Wetenschap
1. Doppen wegnemen: Het influenzavirus mist de kapstructuur die nodig is voor het initiëren van transcriptie. In plaats daarvan steelt het de 5'-capstructuur van mRNA's van de gastheercel via een proces dat cap-snatching wordt genoemd. Hierdoor kan het virale RNA worden herkend door de vertaalmachinerie van de gastheercel en efficiënt worden vertaald in virale eiwitten.
2. Meerdelig genoom: Het influenzavirusgenoom bestaat uit acht afzonderlijke RNA-segmenten. Deze segmentatie maakt genetische herschikking tussen verschillende virusstammen mogelijk, wat bijdraagt aan de snelle evolutie en opkomst van nieuwe griepvirussen.
3. Foutgevoelige RNA-polymerase: Het RNA-polymerase van het influenzavirus ontbeert proefleesactiviteit, wat leidt tot een hoge mutatiesnelheid in het virale RNA. Deze genetische variatie genereert diversiteit binnen de virale populatie, waardoor aanpassing aan veranderende gastheeromgevingen en immuunreacties wordt vergemakkelijkt.

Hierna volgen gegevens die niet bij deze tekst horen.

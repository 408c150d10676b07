pub mod contest;
pub mod contest_resource;
pub mod contest_result;
pub mod expert;
pub mod judge_assignment;
pub mod registration;
pub mod student;
pub mod team;
pub mod team_member;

4. Nucleaire export van viraal RNA: Na transcriptie in de kern moet viraal RNA efficiënt worden geëxporteerd naar het cytoplasma voor translatie en replicatie. Influenzavirussen coderen voor specifieke virale eiwitten, zoals het nucleaire exporteiwit (NEP), dat de nucleaire export van viraal RNA bemiddelt.

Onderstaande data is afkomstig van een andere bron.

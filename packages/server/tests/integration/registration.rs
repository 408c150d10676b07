use serde_json::json;

use crate::common::{TestApp, contest_payload, routes};

mod create {
    use super::*;

    #[tokio::test]
    async fn registering_creates_a_pending_record() {
        let app = TestApp::spawn().await;
        let contest = app.published_contest("Open Cup").await;
        let student = app.create_student("2021010001").await;

        let res = app
            .post(
                &routes::contest_registrations(contest),
                &json!({"student_id": student, "team_role": "developer"}),
            )
            .await;
        assert_eq!(res.status, 201, "{}", res.text);
        assert_eq!(res.body["status"], "pending");
        assert_eq!(res.body["team_role"], "developer");
        assert_eq!(res.body["reviewed_by"], serde_json::Value::Null);
    }

    #[tokio::test]
    async fn unpublished_contest_refuses_registration() {
        let app = TestApp::spawn().await;
        let contest = app.create_contest("Still Draft").await;
        let student = app.create_student("2021010002").await;

        let res = app
            .post(
                &routes::contest_registrations(contest),
                &json!({"student_id": student}),
            )
            .await;
        assert_eq!(res.status, 409, "{}", res.text);
        assert_eq!(res.code(), "CONTEST_CLOSED");
    }

    #[tokio::test]
    async fn closed_window_refuses_registration() {
        let app = TestApp::spawn().await;
        let mut payload = contest_payload("Missed It");
        payload["registration_start"] = json!("2020-01-01T00:00:00Z");
        payload["registration_end"] = json!("2020-02-01T00:00:00Z");
        payload["start_date"] = json!("2099-06-01T00:00:00Z");
        let res = app.post(routes::CONTESTS, &payload).await;
        assert_eq!(res.status, 201, "{}", res.text);
        let contest = res.id();
        app.advance_to_published(contest).await;

        let student = app.create_student("2021010003").await;
        let res = app
            .post(
                &routes::contest_registrations(contest),
                &json!({"student_id": student}),
            )
            .await;
        assert_eq!(res.status, 409);
        assert_eq!(res.code(), "CONTEST_CLOSED");
    }

    #[tokio::test]
    async fn duplicate_registration_is_refused_until_rejected() {
        let app = TestApp::spawn().await;
        let contest = app.published_contest("One Shot").await;
        let student = app.create_student("2021010004").await;
        let reg = app.register_student(contest, student).await;

        let res = app
            .post(
                &routes::contest_registrations(contest),
                &json!({"student_id": student}),
            )
            .await;
        assert_eq!(res.status, 409);
        assert_eq!(res.code(), "DUPLICATE_REGISTRATION");

        // A rejected registration no longer blocks a fresh attempt.
        let res = app
            .post(
                &routes::registration_reject(reg),
                &json!({"reviewer": "admin", "reason": "Incomplete form"}),
            )
            .await;
        assert_eq!(res.status, 200, "{}", res.text);

        let res = app
            .post(
                &routes::contest_registrations(contest),
                &json!({"student_id": student}),
            )
            .await;
        assert_eq!(res.status, 201, "{}", res.text);
    }

    #[tokio::test]
    async fn unknown_student_is_404() {
        let app = TestApp::spawn().await;
        let contest = app.published_contest("Ghost Entry").await;

        let res = app
            .post(
                &routes::contest_registrations(contest),
                &json!({"student_id": 9999}),
            )
            .await;
        assert_eq!(res.status, 404);
        assert_eq!(res.code(), "NOT_FOUND");
    }
}

mod review {
    use super::*;

    #[tokio::test]
    async fn approve_stamps_the_reviewer() {
        let app = TestApp::spawn().await;
        let contest = app.published_contest("Approved Cup").await;
        let student = app.create_student("2021010010").await;
        let reg = app.register_student(contest, student).await;

        let res = app
            .post(
                &routes::registration_approve(reg),
                &json!({"reviewer": "Dr. Chen"}),
            )
            .await;
        assert_eq!(res.status, 200, "{}", res.text);
        assert_eq!(res.body["status"], "approved");
        assert_eq!(res.body["reviewed_by"], "Dr. Chen");
        assert!(!res.body["reviewed_at"].is_null());
    }

    #[tokio::test]
    async fn reject_requires_a_reason() {
        let app = TestApp::spawn().await;
        let contest = app.published_contest("Strict Cup").await;
        let student = app.create_student("2021010011").await;
        let reg = app.register_student(contest, student).await;

        let res = app
            .post(
                &routes::registration_reject(reg),
                &json!({"reviewer": "admin", "reason": "   "}),
            )
            .await;
        assert_eq!(res.status, 400);
        assert_eq!(res.code(), "VALIDATION_ERROR");

        let res = app
            .post(
                &routes::registration_reject(reg),
                &json!({"reviewer": "admin", "reason": "Wrong faculty"}),
            )
            .await;
        assert_eq!(res.status, 200, "{}", res.text);
        assert_eq!(res.body["rejection_reason"], "Wrong faculty");
    }

    #[tokio::test]
    async fn decisions_are_terminal() {
        let app = TestApp::spawn().await;
        let contest = app.published_contest("Final Say").await;
        let student = app.create_student("2021010012").await;
        let reg = app.approved_registration(contest, student).await;

        let res = app
            .post(
                &routes::registration_reject(reg),
                &json!({"reviewer": "admin", "reason": "Changed my mind"}),
            )
            .await;
        assert_eq!(res.status, 409);
        assert_eq!(res.code(), "INVALID_STATE");

        let res = app
            .post(&routes::registration_approve(reg), &json!({"reviewer": "admin"}))
            .await;
        assert_eq!(res.status, 409);
    }

    #[tokio::test]
    async fn concurrent_approve_and_reject_let_exactly_one_win() {
        let app = TestApp::spawn().await;
        let contest = app.published_contest("Race Cup").await;
        let student = app.create_student("2021010013").await;
        let reg = app.register_student(contest, student).await;

        let approve_route = routes::registration_approve(reg);
        let approve_body = json!({"reviewer": "first"});
        let reject_route = routes::registration_reject(reg);
        let reject_body = json!({"reviewer": "second", "reason": "Duplicate entry"});
        let (approve, reject) = tokio::join!(
            app.post(&approve_route, &approve_body),
            app.post(&reject_route, &reject_body),
        );

        let mut statuses = [approve.status, reject.status];
        statuses.sort();
        assert_eq!(statuses, [200, 409], "{} / {}", approve.text, reject.text);
    }

    #[tokio::test]
    async fn archived_contest_freezes_pending_registrations() {
        let app = TestApp::spawn().await;
        let contest = app.published_contest("Frozen Cup").await;
        let student = app.create_student("2021010016").await;
        let reg = app.register_student(contest, student).await;

        app.post(&routes::contest_start(contest), &json!({})).await;
        app.post(&routes::contest_complete(contest), &json!({})).await;
        let res = app.post(&routes::contest_archive(contest), &json!({})).await;
        assert_eq!(res.status, 200, "{}", res.text);

        let res = app
            .post(&routes::registration_approve(reg), &json!({"reviewer": "admin"}))
            .await;
        assert_eq!(res.status, 409, "{}", res.text);
        assert_eq!(res.code(), "CONTEST_CLOSED");

        let res = app
            .post(
                &routes::registration_reject(reg),
                &json!({"reviewer": "admin", "reason": "Season is over"}),
            )
            .await;
        assert_eq!(res.status, 409);
        assert_eq!(res.code(), "CONTEST_CLOSED");
    }

    #[tokio::test]
    async fn listing_filters_by_status() {
        let app = TestApp::spawn().await;
        let contest = app.published_contest("Sorted Cup").await;
        let a = app.create_student("2021010014").await;
        let b = app.create_student("2021010015").await;
        app.approved_registration(contest, a).await;
        app.register_student(contest, b).await;

        let res = app
            .get(&format!(
                "{}?status=pending",
                routes::contest_registrations(contest)
            ))
            .await;
        assert_eq!(res.status, 200, "{}", res.text);
        let data = res.body.as_array().unwrap();
        assert_eq!(data.len(), 1);
        assert_eq!(data[0]["student_id"], b);

        let res = app
            .get(&format!(
                "{}?status=everything",
                routes::contest_registrations(contest)
            ))
            .await;
        assert_eq!(res.status, 400);
    }
}

mod batch {
    use super::*;

    #[tokio::test]
    async fn batch_approve_reports_per_item_outcomes() {
        let app = TestApp::spawn().await;
        let contest = app.published_contest("Bulk Cup").await;
        let a = app.create_student("2021010020").await;
        let b = app.create_student("2021010021").await;
        let reg_a = app.register_student(contest, a).await;
        let reg_b = app.register_student(contest, b).await;
        // Already decided, so the batch cannot approve it again.
        app.post(
            &routes::registration_reject(reg_b),
            &json!({"reviewer": "admin", "reason": "Late"}),
        )
        .await;

        let res = app
            .post(
                routes::BATCH_APPROVE,
                &json!({
                    "registration_ids": [reg_a, reg_b, 9999],
                    "reviewer": "admin",
                }),
            )
            .await;
        assert_eq!(res.status, 200, "{}", res.text);
        assert_eq!(res.body["approved"], 1);
        assert_eq!(res.body["failed"], 2);

        let outcomes = res.body["outcomes"].as_array().unwrap();
        assert_eq!(outcomes.len(), 3);
        assert_eq!(outcomes[0]["ok"], true);
        assert_eq!(outcomes[1]["code"], "INVALID_STATE");
        assert_eq!(outcomes[2]["code"], "NOT_FOUND");
    }

    #[tokio::test]
    async fn batch_ids_must_be_unique_and_non_empty() {
        let app = TestApp::spawn().await;

        let res = app
            .post(
                routes::BATCH_APPROVE,
                &json!({"registration_ids": [], "reviewer": "admin"}),
            )
            .await;
        assert_eq!(res.status, 400);

        let res = app
            .post(
                routes::BATCH_APPROVE,
                &json!({"registration_ids": [1, 1], "reviewer": "admin"}),
            )
            .await;
        assert_eq!(res.status, 400);
        assert_eq!(res.code(), "VALIDATION_ERROR");
    }
}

5. Regulering van transcriptie en vertaling van gastheercellen: Influenzavirussen manipuleren de transcriptie en vertaling van gastheercellen om de synthese en replicatie van viraal RNA te bevorderen. Ze bereiken dit door te interfereren met de splitsing van gastheer-mRNA, translatie-initiatie en eiwitafbraakroutes, wat leidt tot het stilleggen van gastheercelprocessen en de omleiding van cellulaire hulpbronnen naar virale replicatie.
6. Assemblage van het virale replicatiecomplex: Het influenzavirus vormt gespecialiseerde replicatiecomplexen in het cytoplasma van geïnfecteerde cellen. Deze complexen bestaan uit viraal RNA, virale eiwitten (inclusief het RNA-afhankelijke RNA-polymerase) en gastheerfactoren. Het replicatiecomplex biedt een georganiseerde omgeving voor efficiënte virale RNA-replicatie en transcriptie.

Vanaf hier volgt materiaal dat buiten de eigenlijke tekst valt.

use axum::Json;
use axum::extract::{Path, State};
use axum::http::StatusCode;
use axum::response::IntoResponse;
use sea_orm::*;
use tracing::instrument;

use crate::entity::contest_result;
use crate::error::{AppError, ErrorBody};
use crate::extractors::json::AppJson;
use crate::models::result::*;
use crate::state::AppState;
use crate::workflow::results as workflow;

#[utoipa::path(
    post,
    path = "/{id}/results",
    tag = "Results",
    operation_id = "recordResult",
    summary = "Record an unpublished result",
    description = "Records a result for exactly one of a student or a team of this contest. \
        Results start unpublished and become visible through the publish endpoints.",
    params(("id" = i32, Path, description = "Contest ID")),
    request_body = RecordResultRequest,
    responses(
        (status = 201, description = "Result recorded", body = ResultResponse),
        (status = 400, description = "Validation error (VALIDATION_ERROR)", body = ErrorBody),
        (status = 404, description = "Contest, student or team not found (NOT_FOUND)", body = ErrorBody),
    ),
)]
#[instrument(skip(state, payload), fields(contest_id))]
pub async fn record_result(
    State(state): State<AppState>,
    Path(contest_id): Path<i32>,
    AppJson(payload): AppJson<RecordResultRequest>,
) -> Result<impl IntoResponse, AppError> {
    let txn = state.db.begin().await?;
    let model = workflow::record(
        &txn,
        contest_id,
        payload.student_id,
        payload.team_id,
        payload.ranking,
        &payload.award_level,
        payload.certificate_number,
    )
    .await?;
    txn.commit().await?;

    Ok((StatusCode::CREATED, Json(ResultResponse::from(model))))
}

#[utoipa::path(
    get,
    path = "/{id}/results",
    tag = "Results",
    operation_id = "listResults",
    summary = "List results of a contest",
    params(("id" = i32, Path, description = "Contest ID")),
    responses(
        (status = 200, description = "Results ordered by ranking", body = Vec<ResultResponse>),
        (status = 404, description = "Contest not found (NOT_FOUND)", body = ErrorBody),
    ),
)]
#[instrument(skip(state), fields(contest_id))]
pub async fn list_results(
    State(state): State<AppState>,
    Path(contest_id): Path<i32>,
) -> Result<Json<Vec<ResultResponse>>, AppError> {
    crate::workflow::lifecycle::find_contest(&state.db, contest_id).await?;

    let data = contest_result::Entity::find()
        .filter(contest_result::Column::ContestId.eq(contest_id))
        .order_by_asc(contest_result::Column::Ranking)
        .all(&state.db)
        .await?
        .into_iter()
        .map(ResultResponse::from)
        .collect();
    Ok(Json(data))
}

#[utoipa::path(
    post,
    path = "/{id}/publish",
    tag = "Results",
    operation_id = "publishResult",
    summary = "Publish a single result",
    description = "Idempotent: publishing an already-published result returns it unchanged, \
        keeping the original `published_at`.",
    params(("id" = i32, Path, description = "Result ID")),
    responses(
        (status = 200, description = "Result is published", body = ResultResponse),
        (status = 404, description = "Result not found (NOT_FOUND)", body = ErrorBody),
    ),
)]
#[instrument(skip(state), fields(id))]
pub async fn publish_result(
    State(state): State<AppState>,
    Path(id): Path<i32>,
) -> Result<Json<ResultResponse>, AppError> {
    let model = workflow::publish(&state.db, id).await?;
    Ok(Json(model.into()))
}

#[utoipa::path(
    post,
    path = "/{id}/results/publish-all",
    tag = "Results",
    operation_id = "publishAllResults",
    summary = "Publish every unpublished result of a contest",
    description = "Best-effort per item: one failing result does not block the rest. Already \
        published results are untouched and do not appear in the report.",
    params(("id" = i32, Path, description = "Contest ID")),
    responses(
        (status = 200, description = "Per-item report", body = BatchPublishResponse),
        (status = 404, description = "Contest not found (NOT_FOUND)", body = ErrorBody),
    ),
)]
#[instrument(skip(state), fields(contest_id))]
pub async fn publish_all_results(
    State(state): State<AppState>,
    Path(contest_id): Path<i32>,
) -> Result<Json<BatchPublishResponse>, AppError> {
    let outcomes = workflow::batch_publish(&state.db, contest_id).await?;
    let published = outcomes.iter().filter(|o| o.ok).count();
    Ok(Json(BatchPublishResponse {
        published,
        failed: outcomes.len() - published,
        outcomes,
    }))
}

7. Immuunontduiking: Influenzavirussen hebben mechanismen ontwikkeld om de immuunrespons van de gastheer te omzeilen, waaronder het vermogen om snel hun oppervlakte-eiwitten, hemagglutinine (HA) en neuraminidase (NA) te veranderen. Deze veranderingen helpen het virus te ontsnappen aan herkenning door antilichamen en zorgen voor aanhoudende infectie en overdracht.
Gezamenlijk zorgen deze mechanismen ervoor dat het influenzavirus zijn RNA-genoom efficiënt kan repliceren, nieuwe virale deeltjes kan produceren en zich binnen de gastheer kan verspreiden, wat leidt tot de symptomen van influenza-infectie.